• _TASK BRIEF_
Report back each line of the data that contains the word "seatmap".

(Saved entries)
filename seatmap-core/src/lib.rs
pub mod aircraft;
pub mod flight_number;
pub mod seat;

pub use aircraft::{Aircraft, AircraftModel, SeatingPlan};
pub use flight_number::FlightNumber;
pub use seat::Seat;

#[derive(Debug, Clone, PartialEq, Eq, thiserror::Error)]
pub enum SeatingError {
    #[error("Invalid flight number: {0}")]
    InvalidFlightNumber(String),
    #[error("Invalid seat letter in {0}")]
    InvalidSeatLetter(String),
    #[error("Invalid seat row in {0}")]
    InvalidSeatRow(String),
    #[error("Seat {0} already occupied")]
    SeatOccupied(String),
    #[error("No passenger to relocate in seat {0}")]
    NoPassengerToRelocate(String),
}

pub type SeatingResult<T> = Result<T, SeatingError>;
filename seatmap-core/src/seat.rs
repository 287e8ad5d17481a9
use serde::{Serialize, Serializer};
use std::fmt;

/// A validated seat position. Ordering is row first, then letter, which is
/// the cabin order for every supported seating plan.
#[derive(Debug, Clone, Copy, PartialEq, Eq, PartialOrd, Ord, Hash)]
pub struct Seat {
    pub row: u16,
    pub letter: char,
}

impl Seat {
    pub fn new(row: u16, letter: char) -> Self {
        Self { row, letter }
    }

    /// Seat label as printed on boarding cards, e.g. `12A`.
    pub fn label(&self) -> String {
        self.to_string()
    }
}

impl fmt::Display for Seat {
    fn fmt(&self, f: &mut fmt::Formatter<'_>) -> fmt::Result {
        write!(f, "{}{}", self.row, self.letter)
    }
}

impl Serialize for Seat {
    fn serialize<S>(&self, serializer: S) -> Result<S::Ok, S::Error>
    where
        S: Serializer,
    {
        serializer.collect_str(self)
    }
}
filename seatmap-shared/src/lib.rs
pub mod pii;

pub use pii::Masked;
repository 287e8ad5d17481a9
use crate::{SeatingError, SeatingResult};
use std::fmt;

const MAX_ROUTE_NUMBER: u16 = 9999;

/// A validated flight designator: a two letter airline code followed by a
/// route number of one to four digits, e.g. `BA756`.
///
/// The designator is kept exactly as given; `BA0756` and `BA756` are distinct.
#[derive(Debug, Clone, PartialEq, Eq, Hash)]
pub struct FlightNumber {
    raw: String,
    route: u16,
}

impl FlightNumber {
    pub fn parse(number: impl Into<String>) -> SeatingResult<Self> {
        let raw = number.into();
        let invalid = || SeatingError::InvalidFlightNumber(raw.clone());

        let mut chars = raw.chars();
        let airline_ok = chars
            .by_ref()
            .take(2)
            .filter(|c| c.is_ascii_uppercase())
            .count()
            == 2;
        if !airline_ok {
            return Err(invalid());
        }

        let route_text = chars.as_str();
        if route_text.is_empty()
            || route_text.len() > 4
            || !route_text.bytes().all(|b| b.is_ascii_digit())
        {
            return Err(invalid());
        }

        let route: u16 = route_text.parse().map_err(|_| invalid())?;
        if route > MAX_ROUTE_NUMBER {
            return Err(invalid());
        }

        Ok(Self { raw, route })
    }

    pub fn as_str(&self) -> &str {
        &self.raw
    }

    pub fn airline_code(&self) -> &str {
        &self.raw[..2]
    }

    pub fn route_number(&self) -> u16 {
        self.route
    }
}

impl fmt::Display for FlightNumber {
    fn fmt(&self, f: &mut fmt::Formatter<'_>) -> fmt::Result {
        f.write_str(&self.raw)
    }
}

impl AsRef<str> for FlightNumber {
    fn as_ref(&self) -> &str {
        &self.raw
    }
}

#[cfg(test)]
mod tests {
    use super::*;

    #[test]
    fn test_accepts_valid_numbers() {
        for number in ["BA756", "BA1", "LH9999", "AA0", "UA0042"] {
            assert!(FlightNumber::parse(number).is_ok(), "{} should be valid", number);
        }
    }

    #[test]
    fn test_parts() {
        let number = FlightNumber::parse("BA756").unwrap();
        assert_eq!(number.airline_code(), "BA");
        assert_eq!(number.route_number(), 756);
        assert_eq!(number.to_string(), "BA756");
    }

    #[test]
    fn test_stored_verbatim() {
        let number = FlightNumber::parse("UA0042").unwrap();
        assert_eq!(number.as_str(), "UA0042");
        assert_eq!(number.route_number(), 42);
    }

    #[test]
    fn test_rejects_lowercase_airline_code() {
        assert_eq!(
            FlightNumber::parse("ba756"),
            Err(SeatingError::InvalidFlightNumber("ba756".to_string()))
        );
        assert!(FlightNumber::parse("Ba756").is_err());
    }

    #[test]
    fn test_rejects_non_alphabetic_airline_code() {
        assert!(FlightNumber::parse("B4756").is_err());
        assert!(FlightNumber::parse("12756").is_err());
    }

    #[test]
    fn test_rejects_bad_route_numbers() {
        for number in ["BA10000", "BA", "BA75a", "BA-12", "BA+12", "BA 12", "", "B", "BA00001"] {
            assert!(
                matches!(FlightNumber::parse(number), Err(SeatingError::InvalidFlightNumber(_))),
                "{} should be rejected",
                number
            );
        }
    }

    #[test]
    fn test_rejects_non_ascii() {
        assert!(FlightNumber::parse("ÄB12").is_err());
        assert!(FlightNumber::parse("AB١٢").is_err());
    }
}
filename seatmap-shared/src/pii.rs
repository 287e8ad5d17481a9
use std::fmt;

/// A wrapper for passenger-identifying text that masks its value in Debug and
/// Display output. Only the first character survives so that log lines for the
/// same passenger can still be correlated by eye.
#[derive(Clone, PartialEq, Eq)]
pub struct Masked<T>(pub T);

impl<T: AsRef<str>> Masked<T> {
    pub fn new(value: T) -> Self {
        Self(value)
    }

    fn write_masked(&self, f: &mut fmt::Formatter<'_>) -> fmt::Result {
        match self.0.as_ref().chars().next() {
            Some(first) => write!(f, "{}****", first),
            None => write!(f, "****"),
        }
    }
}

impl<T: AsRef<str>> fmt::Debug for Masked<T> {
    fn fmt(&self, f: &mut fmt::Formatter<'_>) -> fmt::Result {
        self.write_masked(f)
    }
}

impl<T: AsRef<str>> fmt::Display for Masked<T> {
    fn fmt(&self, f: &mut fmt::Formatter<'_>) -> fmt::Result {
        self.write_masked(f)
    }
}

#[cfg(test)]
mod tests {
    use super::*;

    #[test]
    fn test_display_keeps_only_first_character() {
        let name = Masked::new("Jhon Intriago");
        assert_eq!(name.to_string(), "J****");
        assert_eq!(format!("{:?}", name), "J****");
    }

    #[test]
    fn test_empty_value_is_fully_masked() {
        assert_eq!(Masked::new("").to_string(), "****");
    }
}
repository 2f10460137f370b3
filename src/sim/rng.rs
//! Bounded random draws
//!
//! The simulation only ever asks for inclusive integer ranges, so that is
//! the whole interface. Tests swap in scripted sources.

use rand::{Rng, SeedableRng};
use rand_pcg::Pcg32;
use serde::{Deserialize, Serialize};

/// Source of uniform inclusive integer draws
pub trait RandomSource {
    /// Uniform draw from `low..=high`. An empty range yields `low`.
    fn next_int(&mut self, low: i32, high: i32) -> i32;

    /// Restart the sequence from `seed`
    fn reseed(&mut self, seed: u64);
}

/// RNG state wrapper for serialization
#[derive(Debug, Clone, Copy, PartialEq, Eq, Serialize, Deserialize)]
pub struct RngState {
    pub seed: u64,
    /// Draws made since the last reseed
    pub draws: u64,
}

/// Seeded PCG source (reproducible across platforms)
#[derive(Debug, Clone)]
pub struct PcgSource {
    rng: Pcg32,
    state: RngState,
}

impl PcgSource {
    pub fn new(seed: u64) -> Self {
        Self {
            rng: Pcg32::seed_from_u64(seed),
            state: RngState { seed, draws: 0 },
        }
    }

    pub fn state(&self) -> RngState {
        self.state
    }
}

impl RandomSource for PcgSource {
    fn next_int(&mut self, low: i32, high: i32) -> i32 {
        if high <= low {
            return low;
        }
        self.state.draws += 1;
        self.rng.random_range(low..=high)
    }

    fn reseed(&mut self, seed: u64) {
        *self = Self::new(seed);
    }
}

/// Replays a fixed list of values, clamped into the requested range.
///
/// Wraps around when exhausted. Useful for pinning spawn positions and
/// delays in tests.
#[derive(Debug, Clone, Default)]
pub struct ScriptedSource {
    values: Vec<i32>,
    cursor: usize,
}

impl ScriptedSource {
    pub fn new(values: impl Into<Vec<i32>>) -> Self {
        Self {
            values: values.into(),
            cursor: 0,
        }
    }
}

impl RandomSource for ScriptedSource {
    fn next_int(&mut self, low: i32, high: i32) -> i32 {
        if high <= low || self.values.is_empty() {
            return low;
        }
        let v = self.values[self.cursor % self.values.len()];
        self.cursor += 1;
        v.clamp(low, high)
    }

    fn reseed(&mut self, _seed: u64) {
        self.cursor = 0;
    }
}
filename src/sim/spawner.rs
//! Timed asteroid spawning
//!
//! One state: waiting for `remaining` seconds. When the wait runs out an
//! asteroid is requested and a fresh jittered delay is drawn. The first
//! asteroid comes on the very first tick.

use glam::Vec2;
use serde::{Deserialize, Serialize};

use super::rng::RandomSource;
use super::state::AsteroidVariant;
use crate::config::SimConfig;
use crate::consts::{ASTEROID_VARIANTS, MAX_SPAWNS_PER_TICK};
use crate::secs_to_millis;

/// Where and what to spawn
#[derive(Debug, Clone, Copy, PartialEq)]
pub struct SpawnRequest {
    pub pos: Vec2,
    pub variant: AsteroidVariant,
}

#[derive(Debug, Clone, Default, Serialize, Deserialize)]
pub struct Spawner {
    /// Seconds until the next spawn
    remaining: f32,
    /// Total asteroids requested this session
    spawned: u64,
}

impl Spawner {
    pub fn new() -> Self {
        Self::default()
    }

    pub fn remaining(&self) -> f32 {
        self.remaining
    }

    pub fn spawned(&self) -> u64 {
        self.spawned
    }

    /// Count down by `dt` and emit every spawn that came due.
    ///
    /// Overshoot carries into the next wait so cadence does not depend on
    /// frame rate. After `MAX_SPAWNS_PER_TICK` in one call the rest of the
    /// debt is forgiven.
    pub fn update<R: RandomSource>(
        &mut self,
        dt: f32,
        config: &SimConfig,
        rng: &mut R,
    ) -> Vec<SpawnRequest> {
        self.remaining -= dt;

        let mut requests = Vec::new();
        let mut last_delay = 0.0;
        while self.remaining <= 0.0 {
            if requests.len() as u32 >= MAX_SPAWNS_PER_TICK {
                log::warn!(
                    "Spawner fell {:.2}s behind, dropping backlog",
                    -self.remaining
                );
                self.remaining = last_delay;
                break;
            }

            requests.push(Self::roll(config, rng));
            self.spawned += 1;

            last_delay = Self::roll_delay(config, rng);
            self.remaining += last_delay;
        }

        requests
    }

    /// Variant first, then horizontal offset
    fn roll<R: RandomSource>(config: &SimConfig, rng: &mut R) -> SpawnRequest {
        let variant = AsteroidVariant::from_draw(rng.next_int(1, ASTEROID_VARIANTS as i32));
        let (low, high) = config.spawn_x_range();
        let x = rng.next_int(low, high) as f32;
        SpawnRequest {
            pos: Vec2::new(x, config.spawn_y()),
            variant,
        }
    }

    /// Delay in whole milliseconds from interval ± jitter
    fn roll_delay<R: RandomSource>(config: &SimConfig, rng: &mut R) -> f32 {
        let low = secs_to_millis(config.min_spawn_delay());
        let high = secs_to_millis(config.max_spawn_delay());
        rng.next_int(low, high) as f32 / 1000.0
    }
}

• _TASK ANSWER_
filename seatmap-core/src/lib.rs
filename seatmap-core/src/seat.rs
filename seatmap-shared/src/lib.rs
filename seatmap-shared/src/pii.rs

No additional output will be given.